Error while running transform `task encountered irrecoverable failure`

Hey team,

I'm running ELK 8.13
I have a transform that occasionally fails to run.
If I restart it - the failure persists.
If I recreate it - the error goes away for a few days and that returns.

It fails with this error:

task encountered irrecoverable failure: 
[.ds-logs-stocklog-default-2024.06.05-000016/eYTuyXMETM-AvFH3-PTJyw] 
org.elasticsearch.index.query.QueryShardException: 
failed to create query: 
failed to parse date field [1672185600000] with format [strict_date_optional_time]: 
[failed to parse date field [1672185600000] with format [strict_date_optional_time]]; 
org.elasticsearch.ElasticsearchParseException: 
failed to parse date field [1672185600000] with format [strict_date_optional_time]: 
[failed to parse date field [1672185600000] with format [strict_date_optional_time]]; 
java.lang.IllegalArgumentException: 
failed to parse date field [1672185600000] with format [strict_date_optional_time]


The field that it fails on contains the values:

      "ref_date": "2024-04-03T00:00:00",

which is not a strict_date_optional_time field, but the transform does work if I delete and recreate the transform...
Can you please help me troubleshoot and understand this error?

Thanks!

Are there any dates or ranges included in the source query part of the Transform config? If it's always failing on "ref_date": "2024-04-03T00:00:00",, it might just take time for the Transform to get to that doc once it's deleted and recreated, which would explain why it works for a bit and then fails.

What is the index mapping for the ref_date field, and can it be changed to strict_date_optional_time||epoch_millis as a quick fix?

Hey Patrick

The docs are never deleted \ recreated so that is probably not the issue.

I also thought about changing the mapping, but if I look in the index I can't find any documents where there's a value that looks like a timestamp.

Are you suggesting that 2024-04-03T00:00:00 is the timestamp value? :open_mouth:

Kinda? Maybe? Here's what I'm thinking

The error is coming from the search query - it isn't coming from the documents. Here is how I was able to reproduce it:

# create index
PUT /test_date_parsing

# create index mapping
PUT /test_date_parsing/_mapping
{
  "properties": {
    "ref_date": {
      "type": "date",
      "format": "strict_date_optional_time"
    }
  }
}

POST /test_date_parsing/_doc
{
  "ref_date": "2024-04-03T00:00:00"
}

GET /test_date_parsing/_search
{
  "query": {
    "range": {
      "ref_date": {
        "gte": "1672185600000"
      }
    }
  }
}

This will throw the same error, because the search query's date is in the wrong format.

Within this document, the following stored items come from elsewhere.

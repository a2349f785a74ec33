use super::*;
use proptest::prelude::*;

fn word_set() -> impl Strategy<Value = BTreeSet<String>> {
    proptest::collection::btree_set("[abc]{1,6}", 0..24)
}

// Property: a minimal set is already minimal
proptest! {
    #[test]
    fn prop_removal_is_idempotent(words in word_set()) {
        let once = remove_substring_words(&words).unwrap();
        let twice = remove_substring_words(&once).unwrap();
        prop_assert_eq!(once, twice);
    }
}

// Property: every input word is still covered by some kept word
proptest! {
    #[test]
    fn prop_every_word_is_covered(words in word_set()) {
        let kept = remove_substring_words(&words).unwrap();
        for word in &words {
            prop_assert!(kept.iter().any(|k| k.contains(word.as_str())));
        }
    }
}

// Property: no kept word occurs inside another kept word
proptest! {
    #[test]
    fn prop_kept_words_are_substring_free(words in word_set()) {
        let kept = remove_substring_words(&words).unwrap();
        for a in &kept {
            for b in &kept {
                prop_assert!(a == b || !b.contains(a.as_str()));
            }
        }
    }
}

// Property: kept words only use allowed characters
proptest! {
    #[test]
    fn prop_output_respects_allowed_chars(text in "[abcxyz' \n]{0,120}") {
        let allowed: HashSet<char> = "abc".chars().collect();
        let reporter = fontdelta_core::MemoryReporter::new();
        let kept = build_corpus([std::io::Cursor::new(text)], &allowed, &reporter).unwrap();
        for word in kept {
            prop_assert!(word.chars().all(|c| allowed.contains(&c)));
        }
    }
}
//! Which characters came, went, or changed shape between two fonts

use std::cmp::Ordering;
use std::collections::{BTreeSet, HashSet};

use rayon::prelude::*;
use serde::Serialize;

use fontdelta_core::{error::Result, traits::CharacterData, FontHandle};

use crate::Differ;

/// A single character as a font covers it
#[derive(Debug, Clone, PartialEq, Eq, Hash, Serialize)]
pub struct Glyph {
    pub character: char,
    /// Unicode name, empty when the character has none
    pub name: String,
    pub codepoint: u32,
}

impl Glyph {
    pub fn new(character: char, chars: &dyn CharacterData) -> Self {
        Self {
            character,
            name: chars.char_name(character).unwrap_or_default(),
            codepoint: character as u32,
        }
    }
}

/// A character both fonts cover but render differently
#[derive(Debug, Clone, PartialEq, Serialize)]
pub struct GlyphDiff {
    #[serde(flatten)]
    pub glyph: Glyph,
    pub changed_pixels: f64,
    pub diff_map: Vec<u32>,
}

/// Coverage and outline changes between two fonts
#[derive(Debug, Clone, Default, PartialEq, Serialize)]
pub struct GlyphItems {
    /// Covered before, gone after; ordered by character
    pub missing: Vec<Glyph>,
    /// Covered after only; ordered by character
    pub new: Vec<Glyph>,
    /// Most changed first
    pub modified: Vec<GlyphDiff>,
}

impl GlyphItems {
    /// Characters only one of the fonts has
    pub fn skip_chars(&self) -> HashSet<char> {
        self.missing
            .iter()
            .chain(&self.new)
            .map(|glyph| glyph.character)
            .collect()
    }

    pub fn is_empty(&self) -> bool {
        self.missing.is_empty() && self.new.is_empty() && self.modified.is_empty()
    }
}

fn to_glyphs<'a>(
    codepoints: impl Iterator<Item = &'a u32>,
    chars: &dyn CharacterData,
) -> Vec<Glyph> {
    codepoints
        .filter_map(|&cp| char::from_u32(cp))
        .map(|ch| Glyph::new(ch, chars))
        .collect()
}

/// Sorts most severe first, keeping earlier entries ahead on ties
pub(crate) fn by_severity(a: f64, b: f64) -> Ordering {
    b.total_cmp(&a)
}

impl Differ {
    /// Compares the character maps and renders of two fonts
    ///
    /// Every codepoint both fonts cover is rendered on its own with each font;
    /// the comparisons run in parallel but results keep codepoint order until
    /// the final severity sort.
    pub fn diff_glyphs(&self, before: &FontHandle, after: &FontHandle) -> Result<GlyphItems> {
        let cmap_a: BTreeSet<u32> = before.font.codepoints();
        let cmap_b: BTreeSet<u32> = after.font.codepoints();
        let chars = self.chars.as_ref();

        let missing = to_glyphs(cmap_a.difference(&cmap_b), chars);
        let new = to_glyphs(cmap_b.difference(&cmap_a), chars);

        let shared: Vec<char> = cmap_a
            .intersection(&cmap_b)
            .filter_map(|&cp| char::from_u32(cp))
            .collect();
        log::info!(
            "Comparing {} shared glyphs ({} missing, {} new)",
            shared.len(),
            missing.len(),
            new.len()
        );

        let threshold = self.config.glyph_threshold;
        let compared: Vec<Option<GlyphDiff>> = shared
            .par_iter()
            .map(|&ch| -> Result<Option<GlyphDiff>> {
                let text = ch.to_string();
                let diff = self.compare_renders(&text, None, None, &[], before, after)?;
                log::debug!("U+{:04X}: score {}", ch as u32, diff.score);
                Ok((diff.score > threshold).then(|| GlyphDiff {
                    glyph: Glyph::new(ch, chars),
                    changed_pixels: diff.score,
                    diff_map: diff.diff_map,
                }))
            })
            .collect::<Result<_>>()?;

        let mut modified: Vec<GlyphDiff> = compared.into_iter().flatten().collect();
        modified.sort_by(|a, b| by_severity(a.changed_pixels, b.changed_pixels));

        Ok(GlyphItems {
            missing,
            new,
            modified,
        })
    }
}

Transforms just runs a search request, and it will add a similar range term to the query to slice up the search requests into checkpoints. The date value will always be in epoch_millis (that I can see, anyway).

If your Transform Config has the sync.time.field set to ref_date, then Transform will add something like "range": { "ref_date": { "gte": "1672185600000" } to the search request. If the source destination's mapping for ref_date is strict_date_optional_time and not strict_date_optional_time||epoch_millis, then the Transform will fail to perform the search request with that error.

If your sync.time.field is not pointing to ref_date, then I would guess there is an additional search query term that is looking at ref_date and supplying an epoch value.

1 Like

Thanks @Patrick_Whelan

I found the most random bug in the process.
The order in which the format is specified matters.

If I use "strict_date_optional_time||epoch_millis" it doesn't work,
But if I use "epoch_millis||strict_date_optional_time" it does

To test this you can create a test component template:

PUT _component_template/test-logs-generic
{
  "template": {
    "mappings": {
      "properties": {
        "goods.ref_date": {
          "type": "date",
         # This doesn't work
         "format": "strict_date_optional_time||epoch_millis", 
         # This works
#        "format": "epoch_millis||strict_date_optional_time", 
          "ignore_malformed": false
        }
      }
    }
  }
}

Then create an index template that uses it:

PUT _index_template/test-logs-template
{
  "index_patterns": ["test-logs-*"],
  "priority": 1,
  "composed_of": ["test-logs-generic"]
}

Then test the output with the simulate API:

POST _index_template/_simulate/test-logs-template

You will see that the mapping differs in both cases:

If strict_date_optional_time is first:

          "properties": {
            "ref_date": {
              "type": "date"
            }
          }

But if epoch_millis is first:

          "properties": {
            "ref_date": {
              "type": "date",
              "format": "epoch_millis||strict_date_optional_time"
            }
          }

Let me know if you agree this is an actual bug. I can open an issue (or maybe you want to pass it to the team)

Yeah that looks like a bug, just from the fact that the simulate works depending on the order. That's a great catch. Can you open an issue, and I'll try to follow up with the correct team?